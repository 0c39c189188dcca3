//! Tenant identity extraction from request metadata.
//!
//! Resolution is total: missing or malformed metadata falls back to defaults
//! so that every request still gets an admission decision.

use std::collections::HashMap;

use tracing::trace;

use crate::config::TenantConfig;
use crate::ratelimit::{Plan, TenantKey};

/// Request-scoped values handed over by the authentication stage.
///
/// Header names are matched case-insensitively.
#[derive(Debug, Clone, Default)]
pub struct RequestMetadata {
    headers: HashMap<String, String>,
    plan_claim: Option<String>,
}

impl RequestMetadata {
    /// Create empty metadata.
    pub fn new() -> Self {
        Self::default()
    }

    /// Add a header.
    pub fn with_header(mut self, name: impl AsRef<str>, value: impl Into<String>) -> Self {
        self.insert_header(name, value);
        self
    }

    /// Attach the plan claim of an already-verified identity.
    pub fn with_plan_claim(mut self, plan: impl Into<String>) -> Self {
        self.plan_claim = Some(plan.into());
        self
    }

    /// Add a header in place.
    pub fn insert_header(&mut self, name: impl AsRef<str>, value: impl Into<String>) {
        self.headers
            .insert(name.as_ref().to_ascii_lowercase(), value.into());
    }

    /// Look up a header value.
    pub fn header(&self, name: &str) -> Option<&str> {
        self.headers
            .get(&name.to_ascii_lowercase())
            .map(String::as_str)
    }

    /// The plan claim, if an identity carried one.
    pub fn plan_claim(&self) -> Option<&str> {
        self.plan_claim.as_deref()
    }

    /// First non-blank, trimmed value among `names`.
    fn first_present<'a>(&'a self, names: &[String]) -> Option<&'a str> {
        names
            .iter()
            .filter_map(|name| self.header(name))
            .map(str::trim)
            .find(|value| !value.is_empty())
    }
}

impl<K: AsRef<str>, V: Into<String>> FromIterator<(K, V)> for RequestMetadata {
    fn from_iter<I: IntoIterator<Item = (K, V)>>(iter: I) -> Self {
        let mut metadata = RequestMetadata::new();
        for (name, value) in iter {
            metadata.insert_header(name, value);
        }
        metadata
    }
}

/// A resolved tenant: where the request comes from and which plan it is on.
#[derive(Debug, Clone, PartialEq, Eq)]
pub struct Tenant {
    pub key: TenantKey,
    pub plan: Plan,
}

/// Derives tenant identity from request metadata.
#[derive(Debug, Clone, Default)]
pub struct TenantResolver {
    config: TenantConfig,
}

impl TenantResolver {
    /// Create a resolver reading the headers named in `config`.
    pub fn new(config: TenantConfig) -> Self {
        Self { config }
    }

    /// Resolve the tenant of a request. Never fails.
    pub fn resolve(&self, metadata: &RequestMetadata) -> Tenant {
        let organization_id = metadata
            .first_present(&self.config.organization_headers)
            .unwrap_or(&self.config.default_organization)
            .to_string();

        // Regions are the last segment of a region scope key, so one holding
        // the delimiter could alias another organization's bucket.
        let region = metadata
            .header(&self.config.region_header)
            .map(|r| r.trim().to_lowercase())
            .filter(|r| !r.is_empty() && !r.contains(':'))
            .unwrap_or_else(|| self.config.default_region.clone());

        // A verified identity's claim outranks a client-supplied header.
        let plan = metadata
            .plan_claim()
            .map(str::trim)
            .filter(|p| !p.is_empty())
            .or_else(|| metadata.first_present(&self.config.plan_headers))
            .map(Plan::from_name)
            .unwrap_or_default();

        trace!(
            organization_id = %organization_id,
            region = %region,
            plan = %plan,
            "Resolved tenant"
        );

        Tenant {
            key: TenantKey::new(organization_id, region),
            plan,
        }
    }
}

#[cfg(test)]
mod tests {
    use super::*;
    use crate::ratelimit::ScopeKey;

    #[test]
    fn test_resolve_full_metadata() {
        let resolver = TenantResolver::default();
        let metadata = RequestMetadata::new()
            .with_header("X-Organization-Id", "acme")
            .with_header("X-Region", "  EU-West ")
            .with_header("X-Plan", "enterprise");

        let tenant = resolver.resolve(&metadata);
        assert_eq!(tenant.key, TenantKey::new("acme", "eu-west"));
        assert_eq!(tenant.plan, Plan::Enterprise);
    }

    #[test]
    fn test_resolve_defaults() {
        let resolver = TenantResolver::default();
        let tenant = resolver.resolve(&RequestMetadata::new());

        assert_eq!(tenant.key, TenantKey::new("anonymous", "global"));
        assert_eq!(tenant.plan, Plan::Free);
    }

    #[test]
    fn test_first_non_empty_organization_header_wins() {
        let resolver = TenantResolver::default();
        let metadata: RequestMetadata = [
            ("x-organization-id", "  "),
            ("x-org-id", ""),
            ("x-tenant-id", "globex"),
        ]
        .into_iter()
        .collect();

        assert_eq!(resolver.resolve(&metadata).key.organization_id, "globex");

        let metadata = metadata.with_header("x-org-id", "initech");
        assert_eq!(resolver.resolve(&metadata).key.organization_id, "initech");
    }

    #[test]
    fn test_blank_region_uses_default() {
        let resolver = TenantResolver::default();
        let metadata = RequestMetadata::new().with_header("x-region", "   ");
        assert_eq!(resolver.resolve(&metadata).key.region, "global");
    }

    #[test]
    fn test_region_with_delimiter_uses_default() {
        let resolver = TenantResolver::default();

        let first = resolver.resolve(
            &RequestMetadata::new()
                .with_header("x-organization-id", "a:b")
                .with_header("x-region", "c"),
        );
        let second = resolver.resolve(
            &RequestMetadata::new()
                .with_header("x-organization-id", "a")
                .with_header("x-region", "b:c"),
        );

        assert_eq!(second.key, TenantKey::new("a", "global"));
        assert_ne!(first.key.region_scope(), second.key.region_scope());
        assert_eq!(
            ScopeKey::parse(first.key.region_scope().as_str()),
            Some(first.key.region_scope())
        );
    }

    #[test]
    fn test_unknown_plan_is_free() {
        let resolver = TenantResolver::default();
        let metadata = RequestMetadata::new().with_header("x-tier", "platinum");
        assert_eq!(resolver.resolve(&metadata).plan, Plan::Free);

        let metadata = RequestMetadata::new().with_header("x-tier", "PRO");
        assert_eq!(resolver.resolve(&metadata).plan, Plan::Pro);
    }

    #[test]
    fn test_plan_claim_outranks_header() {
        let resolver = TenantResolver::default();
        let metadata = RequestMetadata::new()
            .with_header("x-plan", "enterprise")
            .with_plan_claim("pro");
        assert_eq!(resolver.resolve(&metadata).plan, Plan::Pro);

        // A blank claim does not hide the header
        let metadata = RequestMetadata::new()
            .with_header("x-plan", "enterprise")
            .with_plan_claim(" ");
        assert_eq!(resolver.resolve(&metadata).plan, Plan::Enterprise);
    }

    #[test]
    fn test_custom_header_names() {
        let config = TenantConfig {
            organization_headers: vec!["x-account".to_string()],
            region_header: "x-edge-pop".to_string(),
            default_region: "earth".to_string(),
            ..TenantConfig::default()
        };
        let resolver = TenantResolver::new(config);

        let metadata = RequestMetadata::new()
            .with_header("x-organization-id", "ignored")
            .with_header("X-Account", "umbrella");
        let tenant = resolver.resolve(&metadata);

        assert_eq!(tenant.key, TenantKey::new("umbrella", "earth"));
    }
}
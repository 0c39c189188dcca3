//! Token bucket state and the refill/consume math.
//!
//! Every backend funnels its reads and writes through [`apply`] and
//! [`refund`]. The Redis scripts in `distributed` mirror these two functions
//! operation for operation, so a given input history produces the same
//! decisions no matter where the bucket lives.

use serde::{Deserialize, Serialize};

/// Retry-After returned when a bucket never refills.
pub const RETRY_AFTER_FALLBACK_SECS: u64 = 60;

/// Capacity and refill rate of one bucket.
#[derive(Debug, Clone, Copy, PartialEq, Serialize, Deserialize)]
pub struct TokenBucketConfig {
    /// Maximum number of tokens the bucket can hold
    pub capacity: f64,
    /// Tokens added per second of elapsed time
    pub refill_per_sec: f64,
}

impl TokenBucketConfig {
    /// Create a new bucket configuration.
    pub fn new(capacity: f64, refill_per_sec: f64) -> Self {
        Self {
            capacity,
            refill_per_sec,
        }
    }

    /// Milliseconds an empty bucket needs to become full again.
    ///
    /// Returns `None` when the bucket never refills.
    pub fn full_refill_ms(&self) -> Option<u64> {
        if self.refill_per_sec > 0.0 && self.refill_per_sec.is_finite() {
            Some((self.capacity / self.refill_per_sec * 1000.0).ceil() as u64)
        } else {
            None
        }
    }
}

/// Stored state of one bucket.
///
/// Serializes to the shared-store record layout `{"tokens":..,"lastRefillMs":..}`.
#[derive(Debug, Clone, Copy, PartialEq, Serialize, Deserialize)]
#[serde(rename_all = "camelCase")]
pub struct BucketState {
    /// Tokens available as of `last_refill_ms`
    pub tokens: f64,
    /// Epoch milliseconds of the last refill
    pub last_refill_ms: u64,
}

impl BucketState {
    /// A freshly created bucket, full to capacity.
    pub fn full(config: &TokenBucketConfig, now_ms: u64) -> Self {
        Self {
            tokens: config.capacity,
            last_refill_ms: now_ms,
        }
    }

    /// Parse a stored record.
    ///
    /// Anything that does not decode to a finite token count reads as absent,
    /// which callers turn into a full bucket.
    pub fn decode(raw: &[u8]) -> Option<Self> {
        // Only objects; serde would otherwise accept `[tokens, lastRefillMs]`.
        let value: serde_json::Value = serde_json::from_slice(raw).ok()?;
        if !value.is_object() {
            return None;
        }
        serde_json::from_value::<BucketState>(value)
            .ok()
            .filter(|state| state.tokens.is_finite())
    }
}

/// Result of running [`apply`] once.
#[derive(Debug, Clone, Copy, PartialEq)]
pub struct Applied {
    /// Whether the cost was taken from the bucket
    pub allowed: bool,
    /// State to store back
    pub next: BucketState,
}

/// Refill `state` up to `now_ms` and try to take `cost` tokens from it.
///
/// A denied call still stores the refill; it just consumes nothing.
pub fn apply(state: &BucketState, config: &TokenBucketConfig, now_ms: u64, cost: f64) -> Applied {
    let elapsed_ms = now_ms.saturating_sub(state.last_refill_ms);
    let refill = (elapsed_ms as f64 / 1000.0) * config.refill_per_sec;
    let refilled = config.capacity.min(state.tokens.max(0.0) + refill);

    let (allowed, tokens) = if refilled >= cost {
        (true, refilled - cost)
    } else {
        (false, refilled)
    };

    Applied {
        allowed,
        next: BucketState {
            tokens,
            // A clock that stepped backwards must not rewind the bucket.
            last_refill_ms: state.last_refill_ms.max(now_ms),
        },
    }
}

/// Give `amount` tokens back to a bucket, clamped to `[0, capacity]`.
///
/// The refill timestamp is left alone.
pub fn refund(state: &BucketState, config: &TokenBucketConfig, amount: f64) -> BucketState {
    BucketState {
        tokens: config.capacity.min(state.tokens.max(0.0) + amount).max(0.0),
        last_refill_ms: state.last_refill_ms,
    }
}

/// Whole seconds until a bucket holding `tokens_remaining` can cover `cost`.
///
/// Never returns less than 1, so a denied caller never retries immediately.
pub fn retry_after(tokens_remaining: f64, cost: f64, refill_per_sec: f64) -> u64 {
    if refill_per_sec <= 0.0 || !refill_per_sec.is_finite() {
        return RETRY_AFTER_FALLBACK_SECS;
    }

    let deficit = (cost - tokens_remaining).max(0.0);
    let secs = (deficit / refill_per_sec).ceil();
    (secs as u64).max(1)
}

#[cfg(test)]
mod tests {
    use super::*;

    fn config(capacity: f64, refill_per_sec: f64) -> TokenBucketConfig {
        TokenBucketConfig::new(capacity, refill_per_sec)
    }

    #[test]
    fn test_tokens_stay_within_bounds() {
        let cfg = config(10.0, 2.5);
        let mut state = BucketState::full(&cfg, 0);
        let mut now = 0u64;
        let mut seed = 0x2545_f491_u64;

        for _ in 0..2_000 {
            // xorshift keeps the sequence reproducible without a rand dependency
            seed ^= seed << 13;
            seed ^= seed >> 7;
            seed ^= seed << 17;
            now += seed % 900;
            let cost = (seed % 4) as f64;

            state = apply(&state, &cfg, now, cost).next;
            assert!(state.tokens >= 0.0, "tokens went negative: {}", state.tokens);
            assert!(state.tokens <= cfg.capacity, "tokens exceeded capacity: {}", state.tokens);
        }
    }

    #[test]
    fn test_burst_then_deplete() {
        let cfg = config(7.5, 1.0);
        let mut state = BucketState::full(&cfg, 5_000);
        let mut allowed = 0;

        for _ in 0..12 {
            let applied = apply(&state, &cfg, 5_000, 1.0);
            state = applied.next;
            if applied.allowed {
                allowed += 1;
            } else {
                assert!(retry_after(state.tokens, 1.0, cfg.refill_per_sec) >= 1);
            }
        }

        assert_eq!(allowed, 7);
    }

    #[test]
    fn test_full_refill_after_idle() {
        let cfg = config(30.0, 5.0);
        let drained = BucketState {
            tokens: 0.0,
            last_refill_ms: 1_000,
        };
        let now = 1_000 + cfg.full_refill_ms().unwrap();

        let mut state = drained;
        for i in 0..30 {
            let applied = apply(&state, &cfg, now, 1.0);
            assert!(applied.allowed, "request {} should be allowed", i + 1);
            state = applied.next;
        }
        assert!(!apply(&state, &cfg, now, 1.0).allowed);
    }

    #[test]
    fn test_denied_call_keeps_refill() {
        let cfg = config(10.0, 2.0);
        let state = BucketState {
            tokens: 0.0,
            last_refill_ms: 0,
        };

        let applied = apply(&state, &cfg, 250, 1.0);
        assert!(!applied.allowed);
        assert_eq!(applied.next.tokens, 0.5);
        assert_eq!(applied.next.last_refill_ms, 250);
    }

    #[test]
    fn test_backwards_clock_does_not_rewind() {
        let cfg = config(10.0, 1.0);
        let state = BucketState {
            tokens: 3.0,
            last_refill_ms: 10_000,
        };

        let applied = apply(&state, &cfg, 4_000, 1.0);
        assert!(applied.allowed);
        assert_eq!(applied.next.tokens, 2.0);
        assert_eq!(applied.next.last_refill_ms, 10_000);
    }

    #[test]
    fn test_refund_clamps_to_capacity() {
        let cfg = config(5.0, 1.0);
        let state = BucketState {
            tokens: 4.5,
            last_refill_ms: 42,
        };

        let refunded = refund(&state, &cfg, 3.0);
        assert_eq!(refunded.tokens, 5.0);
        assert_eq!(refunded.last_refill_ms, 42);

        let refunded = refund(&BucketState { tokens: 1.0, last_refill_ms: 42 }, &cfg, 1.0);
        assert_eq!(refunded.tokens, 2.0);
    }

    #[test]
    fn test_retry_after() {
        assert_eq!(retry_after(0.0, 1.0, 3.0), 1);
        assert_eq!(retry_after(0.0, 10.0, 3.0), 4);
        assert_eq!(retry_after(0.5, 1.0, 0.25), 2);
        // Enough tokens yet denied elsewhere still waits at least a second
        assert_eq!(retry_after(5.0, 1.0, 3.0), 1);
        assert_eq!(retry_after(0.0, 1.0, 0.0), RETRY_AFTER_FALLBACK_SECS);
    }

    #[test]
    fn test_full_refill_ms() {
        assert_eq!(config(30.0, 5.0).full_refill_ms(), Some(6_000));
        assert_eq!(config(15.0, 3.0).full_refill_ms(), Some(5_000));
        assert_eq!(config(10.0, 0.0).full_refill_ms(), None);
    }

    #[test]
    fn test_state_record_layout() {
        let state = BucketState {
            tokens: 12.5,
            last_refill_ms: 1_700_000_000_000,
        };
        let json = serde_json::to_string(&state).unwrap();
        assert_eq!(json, r#"{"tokens":12.5,"lastRefillMs":1700000000000}"#);

        assert_eq!(BucketState::decode(json.as_bytes()), Some(state));
    }

    #[test]
    fn test_decode_keeps_full_precision() {
        // Records written with 17 significant digits must read back bit-exact.
        let raw = br#"{"tokens":6.8289999999999988,"lastRefillMs":1700000000123}"#;
        let state = BucketState::decode(raw).unwrap();
        assert_eq!(state.tokens, "6.8289999999999988".parse::<f64>().unwrap());
        assert_eq!(state.last_refill_ms, 1_700_000_000_123);

        for tokens in [1.0 / 3.0, 0.1 + 0.2, 14.999999999999998, 2999.0000000000005] {
            let raw = format!(r#"{{"tokens":{:.16e},"lastRefillMs":0}}"#, tokens);
            assert_eq!(BucketState::decode(raw.as_bytes()).unwrap().tokens, tokens);
        }
    }

    #[test]
    fn test_corrupt_state_reads_as_absent() {
        assert_eq!(BucketState::decode(b"not json"), None);
        assert_eq!(BucketState::decode(br#"{"tokens":"many"}"#), None);
        assert_eq!(BucketState::decode(br#"{"tokens":1.0}"#), None);
        assert_eq!(BucketState::decode(b""), None);
        assert_eq!(BucketState::decode(b"[1.0, 2]"), None);
    }
}
//! Configuration management for Gatekeeper.

use std::path::Path;

use serde::{Deserialize, Serialize};
use tracing::info;

use crate::error::{GatekeeperError, Result};
use crate::ratelimit::PlanTable;

/// Prefix of environment variable overrides, e.g. `GATEKEEPER__BACKEND__TIMEOUT_MS`.
pub const ENV_PREFIX: &str = "GATEKEEPER";

/// Main configuration for the Gatekeeper admission controller.
#[derive(Debug, Clone, Default, Serialize, Deserialize)]
pub struct GatekeeperConfig {
    /// Bucket sizes per plan
    #[serde(default)]
    pub plans: PlanTable,

    /// Shared store configuration
    #[serde(default)]
    pub backend: BackendConfig,

    /// In-process fallback store configuration
    #[serde(default)]
    pub local: LocalConfig,

    /// Tenant metadata extraction
    #[serde(default)]
    pub tenant: TenantConfig,

    /// Log output
    #[serde(default)]
    pub logging: LoggingConfig,
}

/// Shared (Redis) backend configuration.
#[derive(Debug, Clone, Serialize, Deserialize)]
pub struct BackendConfig {
    /// Redis URL; when unset only the local backend is used
    #[serde(default)]
    pub redis_url: Option<String>,

    /// Response timeout for any single store call
    #[serde(default = "default_timeout_ms")]
    pub timeout_ms: u64,

    /// Records expire after this long without activity
    #[serde(default = "default_idle_ttl_secs")]
    pub idle_ttl_secs: u64,

    /// After a failed connect, calls fall back without reconnecting for this long
    #[serde(default = "default_reconnect_cooldown_ms")]
    pub reconnect_cooldown_ms: u64,

    /// Prepended to every scope key
    #[serde(default)]
    pub key_prefix: String,
}

impl Default for BackendConfig {
    fn default() -> Self {
        Self {
            redis_url: None,
            timeout_ms: default_timeout_ms(),
            idle_ttl_secs: default_idle_ttl_secs(),
            reconnect_cooldown_ms: default_reconnect_cooldown_ms(),
            key_prefix: String::new(),
        }
    }
}

fn default_timeout_ms() -> u64 {
    200
}

fn default_idle_ttl_secs() -> u64 {
    3600
}

fn default_reconnect_cooldown_ms() -> u64 {
    1000
}

/// Local backend configuration.
#[derive(Debug, Clone, Serialize, Deserialize)]
pub struct LocalConfig {
    /// Buckets idle this long are evicted
    #[serde(default = "default_idle_ttl_secs")]
    pub idle_ttl_secs: u64,

    /// How often the eviction sweep runs
    #[serde(default = "default_sweep_interval_secs")]
    pub sweep_interval_secs: u64,
}

impl Default for LocalConfig {
    fn default() -> Self {
        Self {
            idle_ttl_secs: default_idle_ttl_secs(),
            sweep_interval_secs: default_sweep_interval_secs(),
        }
    }
}

fn default_sweep_interval_secs() -> u64 {
    60
}

/// Which request headers carry tenant identity, and what to assume when they don't.
#[derive(Debug, Clone, Serialize, Deserialize)]
pub struct TenantConfig {
    /// Organization id headers, first non-empty wins
    #[serde(default = "default_organization_headers")]
    pub organization_headers: Vec<String>,

    /// Region header
    #[serde(default = "default_region_header")]
    pub region_header: String,

    /// Plan headers, first non-empty wins
    #[serde(default = "default_plan_headers")]
    pub plan_headers: Vec<String>,

    #[serde(default = "default_organization")]
    pub default_organization: String,

    #[serde(default = "default_region")]
    pub default_region: String,
}

impl Default for TenantConfig {
    fn default() -> Self {
        Self {
            organization_headers: default_organization_headers(),
            region_header: default_region_header(),
            plan_headers: default_plan_headers(),
            default_organization: default_organization(),
            default_region: default_region(),
        }
    }
}

fn default_organization_headers() -> Vec<String> {
    vec![
        "x-organization-id".to_string(),
        "x-org-id".to_string(),
        "x-tenant-id".to_string(),
    ]
}

fn default_region_header() -> String {
    "x-region".to_string()
}

fn default_plan_headers() -> Vec<String> {
    vec!["x-plan".to_string(), "x-tier".to_string()]
}

fn default_organization() -> String {
    "anonymous".to_string()
}

fn default_region() -> String {
    "global".to_string()
}

/// Log output format.
#[derive(Debug, Clone, Copy, PartialEq, Eq, Default, Serialize, Deserialize)]
#[serde(rename_all = "lowercase")]
pub enum LogFormat {
    #[default]
    Text,
    Json,
}

/// Logging configuration.
#[derive(Debug, Clone, Serialize, Deserialize)]
pub struct LoggingConfig {
    /// Default filter directive; `RUST_LOG` takes precedence
    #[serde(default = "default_log_level")]
    pub level: String,

    #[serde(default)]
    pub format: LogFormat,
}

impl Default for LoggingConfig {
    fn default() -> Self {
        Self {
            level: default_log_level(),
            format: LogFormat::default(),
        }
    }
}

fn default_log_level() -> String {
    "info".to_string()
}

impl GatekeeperConfig {
    /// Load configuration from a YAML file.
    pub fn from_file<P: AsRef<Path>>(path: P) -> Result<Self> {
        let path = path.as_ref();
        info!(path = %path.display(), "Loading configuration");

        let contents = std::fs::read_to_string(path)?;
        Self::from_yaml(&contents)
    }

    /// Load configuration from a YAML string.
    pub fn from_yaml(yaml: &str) -> Result<Self> {
        let config: GatekeeperConfig = serde_yaml::from_str(yaml)
            .map_err(|e| GatekeeperError::Config(format!("Failed to parse configuration: {}", e)))?;
        config.validate()?;
        Ok(config)
    }

    /// Load configuration from an optional YAML file with environment overrides.
    ///
    /// Variables look like `GATEKEEPER__BACKEND__REDIS_URL`.
    pub fn load(path: Option<&Path>) -> Result<Self> {
        let mut builder = ::config::Config::builder();
        if let Some(path) = path {
            info!(path = %path.display(), "Loading configuration");
            builder = builder.add_source(::config::File::from(path).required(true));
        }

        let config: GatekeeperConfig = builder
            .add_source(
                ::config::Environment::with_prefix(ENV_PREFIX)
                    .prefix_separator("__")
                    .separator("__"),
            )
            .build()
            .and_then(|c| c.try_deserialize())
            .map_err(|e| GatekeeperError::Config(e.to_string()))?;

        config.validate()?;
        Ok(config)
    }

    /// Check cross-field constraints serde cannot express.
    pub fn validate(&self) -> Result<()> {
        self.plans.validate()?;

        if self.backend.timeout_ms == 0 {
            return Err(GatekeeperError::Config(
                "backend.timeout_ms must be greater than zero".to_string(),
            ));
        }
        if self.local.sweep_interval_secs == 0 {
            return Err(GatekeeperError::Config(
                "local.sweep_interval_secs must be greater than zero".to_string(),
            ));
        }

        // An evicted bucket comes back full, which is only sound if it would
        // have refilled completely during the idle period anyway.
        if let Some(refill_ms) = self.plans.max_full_refill_ms() {
            for (name, ttl_secs) in [
                ("backend.idle_ttl_secs", self.backend.idle_ttl_secs),
                ("local.idle_ttl_secs", self.local.idle_ttl_secs),
            ] {
                if ttl_secs.saturating_mul(1000) < refill_ms {
                    return Err(GatekeeperError::Config(format!(
                        "{} ({}s) is shorter than the slowest bucket refill ({}ms)",
                        name, ttl_secs, refill_ms
                    )));
                }
            }
        }

        Ok(())
    }
}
- - - - -
Exercise requirements:
Where the line holding "Result of running" appears in the listing above, start reproducing exactly, and end with the line holding "let elapsed_ms = now_ms.saturating_sub(state.last_refill_ms);".

Solution:
/// Result of running [`apply`] once.
#[derive(Debug, Clone, Copy, PartialEq)]
pub struct Applied {
    /// Whether the cost was taken from the bucket
    pub allowed: bool,
    /// State to store back
    pub next: BucketState,
}

/// Refill `state` up to `now_ms` and try to take `cost` tokens from it.
///
/// A denied call still stores the refill; it just consumes nothing.
pub fn apply(state: &BucketState, config: &TokenBucketConfig, now_ms: u64, cost: f64) -> Applied {
    let elapsed_ms = now_ms.saturating_sub(state.last_refill_ms);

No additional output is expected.